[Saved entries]
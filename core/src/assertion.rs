//! Matcher entry point — `toHaveBeenNestedCalledWith`
//!
//! Validates inputs, walks the recording twice (all actual paths for the
//! diagnostic, expected-prefix matches for the decision), and applies the
//! decision policy:
//!
//! | Matches | Any match as long as expected? | Verdict | `pass` |
//! |---------|--------------------------------|---------|--------|
//! | none | - | [`Verdict::NoMatch`] | `false` |
//! | some | yes | [`Verdict::FullMatch`] | `true` |
//! | some | no | [`Verdict::PartialMatch`] | `false` |
//!
//! Misuse (actual is not a nesting mock, expected is not a sequence of argument
//! lists) is a [`UsageError`], never a failed assertion.

use std::cmp::Reverse;

use tracing::debug;

use crate::{
    extract_paths_with_limit, match_paths_with_limit, print_call, CallPath, Equality,
    ExpectedArgs, NestingMock, UsageError, Value, MAX_DEPTH,
};

/// Runtime options for the matcher.
#[derive(Debug, Clone, Copy, PartialEq, Eq)]
#[cfg_attr(feature = "serde", derive(serde::Deserialize), serde(default))]
pub struct MatchOptions {
    /// Deepest nesting level walked before giving up with
    /// [`MatcherError::DepthExceeded`](crate::MatcherError::DepthExceeded).
    /// Cycles are reported regardless of this value.
    pub max_depth: usize,
}

impl Default for MatchOptions {
    fn default() -> Self {
        Self {
            max_depth: MAX_DEPTH,
        }
    }
}

/// Which row of the decision table produced a result.
#[derive(Debug, Clone, Copy, PartialEq, Eq)]
pub enum Verdict {
    /// No recorded path matched even the first expected argument list.
    NoMatch,
    /// A recorded path matched every expected argument list.
    FullMatch,
    /// Recorded paths matched a prefix of the expected sequence, but none reached its end.
    PartialMatch,
}

impl Verdict {
    /// Returns `true` for [`Verdict::FullMatch`].
    #[must_use]
    pub fn passed(self) -> bool {
        matches!(self, Self::FullMatch)
    }
}

/// Outcome of one matcher invocation.
///
/// The diagnostic is built lazily by [`message`](Self::message): it is only
/// needed when the assertion (or its negation) fails.
#[derive(Debug, Clone, PartialEq)]
pub struct MatchResult {
    /// Whether the expected sequence was fully matched.
    pub pass: bool,
    /// Which decision row applied.
    pub verdict: Verdict,
    /// The expected sequence, resolved.
    pub expected: CallPath,
    /// Every actual call path, in recording order.
    pub calls: Vec<CallPath>,
    /// Every path consistent with a prefix of `expected`.
    pub matches: Vec<CallPath>,
}

impl MatchResult {
    /// Human-readable, multi-line diagnostic.
    ///
    /// For a passing result this describes the negated expectation, for use
    /// under `.not()`.
    ///
    /// A [`Verdict::NoMatch`] with no recorded calls reports `Number of calls: 0`.
    /// When calls were recorded but none matched, the message departs from that
    /// plain count: it reports `Number of matching calls: 0` and lists the
    /// recorded paths, longest first.
    #[must_use]
    pub fn message(&self) -> String {
        let expected = print_call(&self.expected);
        match self.verdict {
            Verdict::FullMatch => format!("Expected calls not to match {expected}"),
            Verdict::NoMatch if self.calls.is_empty() => format!(
                "Expected the nested function to have been called\n\
                 Expected: {expected}\n\
                 Actual: Number of calls: 0"
            ),
            Verdict::NoMatch => format!(
                "Expected the nested function to have been called\n\
                 Expected: {expected}\n\
                 Actual: Number of matching calls: 0\n  {}",
                self.render_calls()
            ),
            Verdict::PartialMatch => format!(
                "Expected calls to match\n\
                 Expected: {expected}\n\
                 Actual:\n  {}",
                self.render_calls()
            ),
        }
    }

    /// Actual paths, longest first. Equal lengths keep recording order.
    #[must_use]
    pub fn calls_by_length(&self) -> Vec<&CallPath> {
        let mut calls: Vec<&CallPath> = self.calls.iter().collect();
        calls.sort_by_key(|path| Reverse(path.len()));
        calls
    }

    /// The longest expected-prefix match, if any. Ties go to the earliest recorded.
    #[must_use]
    pub fn closest_match(&self) -> Option<&CallPath> {
        self.matches
            .iter()
            .enumerate()
            .max_by_key(|(index, path)| (path.len(), Reverse(*index)))
            .map(|(_, path)| path)
    }

    fn render_calls(&self) -> String {
        self.calls_by_length()
            .into_iter()
            .map(|path| print_call(path))
            .collect::<Vec<_>>()
            .join("\n  ")
    }
}

/// Untyped entry point, as registered with the host framework.
///
/// `actual` must be a [`Value::Mock`]; `expected` must be a list of lists, or a
/// map carrying one under `args`.
///
/// # Errors
///
/// - [`UsageError::NotANestingMock`] if `actual` is not a nesting mock.
/// - [`UsageError::ExpectedNotSequence`] / [`UsageError::ArgListNotSequence`] if
///   `expected` does not resolve to a sequence of argument lists.
/// - [`UsageError::Matcher`] if the recording is cyclic or exceeds [`MAX_DEPTH`].
///
/// # Example
///
/// ```
/// use nestmock::{args, to_have_been_nested_called_with, DeepEquals, NestingMock, Value};
///
/// let fetch = NestingMock::new();
/// fetch.call(args![1]).unwrap().as_mock().unwrap().call(args![2]).unwrap();
///
/// let expected = Value::from(vec![Value::from(vec![1]), Value::from(vec![2])]);
/// let result = to_have_been_nested_called_with(&DeepEquals, &fetch.into(), &expected).unwrap();
/// assert!(result.pass);
///
/// let misuse = to_have_been_nested_called_with(&DeepEquals, &Value::from(3), &expected);
/// assert!(misuse.is_err());
/// ```
pub fn to_have_been_nested_called_with<E>(
    equals: &E,
    actual: &Value,
    expected: &Value,
) -> Result<MatchResult, UsageError>
where
    E: Equality + ?Sized,
{
    let mock = require_mock(actual)?;
    let expected = ExpectedArgs::try_from(expected)?;
    nested_called_with(equals, mock, expected)
}

/// Typed entry point with default [`MatchOptions`].
///
/// # Errors
///
/// Returns [`UsageError::Matcher`] if the recording is cyclic or exceeds [`MAX_DEPTH`].
pub fn nested_called_with<E, X>(
    equals: &E,
    mock: &NestingMock,
    expected: X,
) -> Result<MatchResult, UsageError>
where
    E: Equality + ?Sized,
    X: Into<ExpectedArgs>,
{
    nested_called_with_options(equals, mock, expected, &MatchOptions::default())
}

/// Typed entry point.
///
/// # Errors
///
/// Returns [`UsageError::Matcher`] if the recording is cyclic or exceeds `options.max_depth`.
pub fn nested_called_with_options<E, X>(
    equals: &E,
    mock: &NestingMock,
    expected: X,
    options: &MatchOptions,
) -> Result<MatchResult, UsageError>
where
    E: Equality + ?Sized,
    X: Into<ExpectedArgs>,
{
    let expected = expected.into().into_inner();

    let calls = extract_paths_with_limit(mock, options.max_depth)?;
    let matches = match_paths_with_limit(equals, mock, &expected, options.max_depth)?;

    let verdict = if matches.is_empty() {
        Verdict::NoMatch
    } else if matches.iter().any(|path| path.len() == expected.len()) {
        Verdict::FullMatch
    } else {
        Verdict::PartialMatch
    };

    debug!(
        expected = expected.len(),
        calls = calls.len(),
        matches = matches.len(),
        ?verdict,
        "nested call assertion evaluated"
    );

    Ok(MatchResult {
        pass: verdict.passed(),
        verdict,
        expected,
        calls,
        matches,
    })
}

pub(crate) fn require_mock(actual: &Value) -> Result<&NestingMock, UsageError> {
    actual.as_mock().ok_or(UsageError::NotANestingMock {
        found: actual.type_name(),
    })
}
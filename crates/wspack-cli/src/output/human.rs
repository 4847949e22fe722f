//! Human-readable output formatter with colors and styling.

use super::formatter::OutputFormatter;
use anyhow::Result;
use console::Term;
use console::style;
use std::path::Path;
use wspack_core::PackReport;

pub struct HumanFormatter {
    verbose: bool,
    quiet: bool,
    term: Term,
    err_term: Term,
}

impl HumanFormatter {
    pub fn new(verbose: bool, quiet: bool) -> Self {
        Self {
            verbose,
            quiet,
            term: Term::stdout(),
            err_term: Term::stderr(),
        }
    }

    fn format_size(bytes: u64) -> String {
        const KB: u64 = 1024;
        const MB: u64 = KB * 1024;
        const GB: u64 = MB * 1024;

        if bytes >= GB {
            format!("{:.1} GB", bytes as f64 / GB as f64)
        } else if bytes >= MB {
            format!("{:.1} MB", bytes as f64 / MB as f64)
        } else if bytes >= KB {
            format!("{:.1} KB", bytes as f64 / KB as f64)
        } else {
            format!("{bytes} B")
        }
    }

    /// The success line is unstyled in every mode.
    fn created_line(output_path: &Path) -> String {
        format!("Created {}", output_path.display())
    }

    fn write_summary(&self, report: &PackReport) {
        let _ = self.term.write_line("");
        let _ = self
            .term
            .write_line(&format!("  Files added:      {}", report.files_added));
        let _ = self
            .term
            .write_line(&format!("  Files stamped:    {}", report.files_stamped));
        let _ = self
            .term
            .write_line(&format!("  Search prefix:    {}", report.search_prefix));
        let _ = self.term.write_line(&format!(
            "  Total size:       {}",
            Self::format_size(report.bytes_read)
        ));
        let _ = self.term.write_line(&format!(
            "  Archive size:     {}",
            Self::format_size(report.bytes_compressed)
        ));
        if report.files_skipped > 0 {
            let _ = self
                .term
                .write_line(&format!("  Files skipped:    {}", report.files_skipped));
        }
        let _ = self
            .term
            .write_line(&format!("  Duration:         {:?}", report.duration));
    }
}

impl OutputFormatter for HumanFormatter {
    fn format_pack_result(&self, output_path: &Path, report: &PackReport) -> Result<()> {
        if self.quiet {
            return Ok(());
        }

        let _ = self.term.write_line(&Self::created_line(output_path));

        if self.verbose {
            self.write_summary(report);
        }

        for warning in &report.warnings {
            self.format_warning(warning);
        }

        Ok(())
    }

    fn format_error(&self, error: &anyhow::Error) {
        // Always show errors, even in quiet mode. `{:#}` prints the context
        // chain without a backtrace.
        if console::colors_enabled_stderr() {
            let _ = self
                .err_term
                .write_line(&format!("{} {error:#}", style("Error:").red().bold()));
        } else {
            let _ = self.err_term.write_line(&format!("Error: {error:#}"));
        }
    }

    fn format_warning(&self, message: &str) {
        if self.quiet {
            return;
        }

        if console::colors_enabled_stderr() {
            let _ = self
                .err_term
                .write_line(&format!("{} {message}", style("⚠").yellow().bold()));
        } else {
            let _ = self.err_term.write_line(&format!("WARNING: {message}"));
        }
    }
}
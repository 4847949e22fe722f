//! Pack command implementation.

use crate::cli::PackArgs;
use crate::error::add_pack_context;
use crate::output::OutputFormatter;
use crate::progress::CliProgress;
use anyhow::Result;
use wspack_core::NoopProgress;
use wspack_core::pack_directory_with_progress;

pub fn execute(
    args: &PackArgs,
    formatter: &dyn OutputFormatter,
    quiet: bool,
    json: bool,
) -> Result<()> {
    let config = args.to_config();

    // Use progress bar if TTY is detected (not quiet, not JSON, is terminal)
    let report = if !quiet && !json && CliProgress::should_show() {
        let mut progress = CliProgress::new("Packing");
        add_pack_context(
            pack_directory_with_progress(&config, &mut progress),
            &config.output,
        )?
    } else {
        let mut noop = NoopProgress;
        add_pack_context(
            pack_directory_with_progress(&config, &mut noop),
            &config.output,
        )?
    };

    formatter.format_pack_result(&config.output, &report)?;

    Ok(())
}
//! Shell completion generation command.

use crate::cli::Cli;
use clap::CommandFactory;
use clap_complete::Shell;
use std::io;

/// Writes completions for `shell` to stdout.
pub fn execute(shell: Shell) {
    let mut cmd = Cli::command();
    clap_complete::generate(shell, &mut cmd, "wspack", &mut io::stdout());
}
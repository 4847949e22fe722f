//! ZIP archive writing.
//!
//! Packages a source directory into a deflate-compressed ZIP archive. Entries
//! whose archive path starts with the search prefix are read into memory and
//! written with stamped metadata; all others are streamed from disk with
//! their own timestamp and permissions.

use crate::PackError;
use crate::Result;
use crate::config::PackConfig;
use crate::report::NoopProgress;
use crate::report::PackReport;
use crate::report::ProgressCallback;
use crate::selector::PrefixMatch;
use crate::selector::SearchPrefix;
use crate::stamp::EntryStamp;
use crate::stamp::external_attributes;
use crate::walker::FileEntry;
use crate::walker::SourceWalker;
use crate::walker::WalkItem;
use std::fs;
use std::fs::File;
use std::io::Read;
use std::io::Seek;
use std::io::Write;
use std::path::Path;
use std::time::Instant;
use zip::CompressionMethod;
use zip::ZipWriter;
use zip::write::SimpleFileOptions;

const COPY_BUFFER_SIZE: usize = 64 * 1024;

/// Packages `config.source_dir` into `config.output`.
///
/// # Examples
///
/// ```no_run
/// use wspack_core::PackConfig;
/// use wspack_core::pack_directory;
///
/// let config = PackConfig::new("./gwen-workspace", "target/workspace/gwen-workspace.zip");
/// let report = pack_directory(&config)?;
/// println!("Added {} files", report.files_added);
/// # Ok::<(), wspack_core::PackError>(())
/// ```
///
/// # Errors
///
/// Returns an error if:
/// - The source directory does not exist or is not a directory (no archive
///   is created in that case)
/// - The output exists and overwriting is disabled
/// - Any file cannot be read or the archive cannot be written
pub fn pack_directory(config: &PackConfig) -> Result<PackReport> {
    pack_directory_with_progress(config, &mut NoopProgress)
}

/// Packages a directory, reporting progress through `progress`.
///
/// # Errors
///
/// Same as [`pack_directory`].
pub fn pack_directory_with_progress(
    config: &PackConfig,
    progress: &mut dyn ProgressCallback,
) -> Result<PackReport> {
    let start = Instant::now();
    config.validate()?;
    check_source(&config.source_dir)?;

    let walker = SourceWalker::new(&config.source_dir, config.follow_symlinks)?;
    let prefix = SearchPrefix::new(walker.basename()?, &config.suffix, config.match_mode);

    let file = create_output(config)?;
    let walker = walker.excluding(Some(config.output.clone()));

    tracing::info!(
        source = %config.source_dir.display(),
        output = %config.output.display(),
        prefix = %prefix,
        "packaging directory"
    );

    let mut report = PackReport {
        search_prefix: prefix.to_string(),
        ..PackReport::default()
    };

    let entries = collect_files(&walker, &mut report)?;
    let file = write_archive(file, &entries, &prefix, config, &mut report, progress)?;
    file.sync_all()?;

    report.bytes_compressed = file.metadata()?.len();
    report.duration = start.elapsed();
    progress.on_complete();

    tracing::info!(
        files = report.files_added,
        stamped = report.files_stamped,
        bytes = report.bytes_read,
        "archive finished"
    );

    Ok(report)
}

/// Verifies the source exists and is a directory.
fn check_source(source: &Path) -> Result<()> {
    if !source.exists() {
        return Err(PackError::SourceNotFound {
            path: source.to_path_buf(),
        });
    }
    if !source.is_dir() {
        return Err(PackError::SourceNotDirectory {
            path: source.to_path_buf(),
        });
    }
    Ok(())
}

fn create_output(config: &PackConfig) -> Result<File> {
    let output = &config.output;
    if !config.overwrite && output.exists() {
        return Err(PackError::OutputExists {
            path: output.clone(),
        });
    }

    if config.create_parent_dirs
        && let Some(parent) = output.parent()
        && !parent.as_os_str().is_empty()
    {
        fs::create_dir_all(parent)?;
    }

    Ok(File::create(output)?)
}

/// Single-pass collection so progress knows the total up front.
fn collect_files(walker: &SourceWalker<'_>, report: &mut PackReport) -> Result<Vec<FileEntry>> {
    let mut entries = Vec::new();
    for item in walker.walk() {
        match item? {
            WalkItem::File(entry) => entries.push(entry),
            WalkItem::SkippedSymlink(path) => {
                tracing::debug!(path = %path.display(), "skipping symlink");
                report.files_skipped += 1;
                report.add_warning(format!("Skipped symlink: {}", path.display()));
            }
        }
    }
    Ok(entries)
}

fn base_options(config: &PackConfig) -> SimpleFileOptions {
    let options = SimpleFileOptions::default().compression_method(CompressionMethod::Deflated);
    match config.compression_level {
        Some(level) => options.compression_level(Some(i64::from(level))),
        None => options,
    }
}

/// Writes every entry and finalizes the archive, returning the inner writer.
///
/// On error the `ZipWriter` is dropped, which closes the underlying file.
fn write_archive<W: Write + Seek>(
    writer: W,
    entries: &[FileEntry],
    prefix: &SearchPrefix,
    config: &PackConfig,
    report: &mut PackReport,
    progress: &mut dyn ProgressCallback,
) -> Result<W> {
    let mut zip = ZipWriter::new(writer);
    let options = base_options(config);
    let mut buffer = vec![0u8; COPY_BUFFER_SIZE];
    let mut segment_hits = 0usize;
    let total = entries.len();

    for (idx, entry) in entries.iter().enumerate() {
        let name = Path::new(&entry.archive_path);
        progress.on_entry_start(name, total, idx + 1);

        if prefix.matches(&entry.archive_path) {
            add_stamped_file(&mut zip, entry, options, report, progress)?;
        } else {
            if prefix.mode() == PrefixMatch::Literal && prefix.matches_segment(&entry.archive_path)
            {
                segment_hits += 1;
            }
            add_disk_file(&mut zip, entry, options, report, progress, &mut buffer)?;
        }

        progress.on_entry_complete(name);
    }

    if report.files_stamped == 0 && segment_hits > 0 {
        let msg = format!(
            "search prefix '{}' matched no files, but {segment_hits} file(s) start with '{}'",
            prefix,
            prefix.segment_form()
        );
        tracing::info!("{msg}");
        report.add_warning(msg);
    }

    Ok(zip.finish()?)
}

/// Reads the whole file and writes it with the current time and
/// `REGULAR_FILE_MODE_0755`.
fn add_stamped_file<W: Write + Seek>(
    zip: &mut ZipWriter<W>,
    entry: &FileEntry,
    options: SimpleFileOptions,
    report: &mut PackReport,
    progress: &mut dyn ProgressCallback,
) -> Result<()> {
    let mut file = File::open(&entry.path)?;
    let metadata = file.metadata()?;
    let mut contents = Vec::with_capacity(usize::try_from(metadata.len()).unwrap_or(0));
    file.read_to_end(&mut contents)?;
    drop(file);

    let stamp = EntryStamp::stamped_now();
    if let EntryStamp::Stamped { mode, .. } = stamp {
        tracing::debug!(
            entry = %entry.archive_path,
            external_attr = %format!("{:#010x}", external_attributes(mode)),
            "stamping entry"
        );
    }

    zip.start_file(entry.archive_path.as_str(), stamp.apply(options, &metadata))?;
    zip.write_all(&contents)?;

    let written = contents.len() as u64;
    progress.on_bytes_written(written);
    report.files_added += 1;
    report.files_stamped += 1;
    report.bytes_read += written;

    Ok(())
}

/// Streams the file from disk keeping its own metadata.
fn add_disk_file<W: Write + Seek>(
    zip: &mut ZipWriter<W>,
    entry: &FileEntry,
    options: SimpleFileOptions,
    report: &mut PackReport,
    progress: &mut dyn ProgressCallback,
    buffer: &mut [u8],
) -> Result<()> {
    let mut file = File::open(&entry.path)?;
    let metadata = file.metadata()?;

    tracing::debug!(entry = %entry.archive_path, "adding entry");
    zip.start_file(
        entry.archive_path.as_str(),
        EntryStamp::Preserved.apply(options, &metadata),
    )?;

    let mut bytes_written = 0u64;
    loop {
        let bytes_read = file.read(buffer)?;
        if bytes_read == 0 {
            break;
        }
        zip.write_all(&buffer[..bytes_read])?;
        bytes_written += bytes_read as u64;
        progress.on_bytes_written(bytes_read as u64);
    }

    report.files_added += 1;
    report.bytes_read += bytes_written;

    Ok(())
}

- Task statement
Lines with the word "CompressionMethod" in them are the answer; report each one from the data.

- Your response
use zip::CompressionMethod;
    let options = SimpleFileOptions::default().compression_method(CompressionMethod::Deflated);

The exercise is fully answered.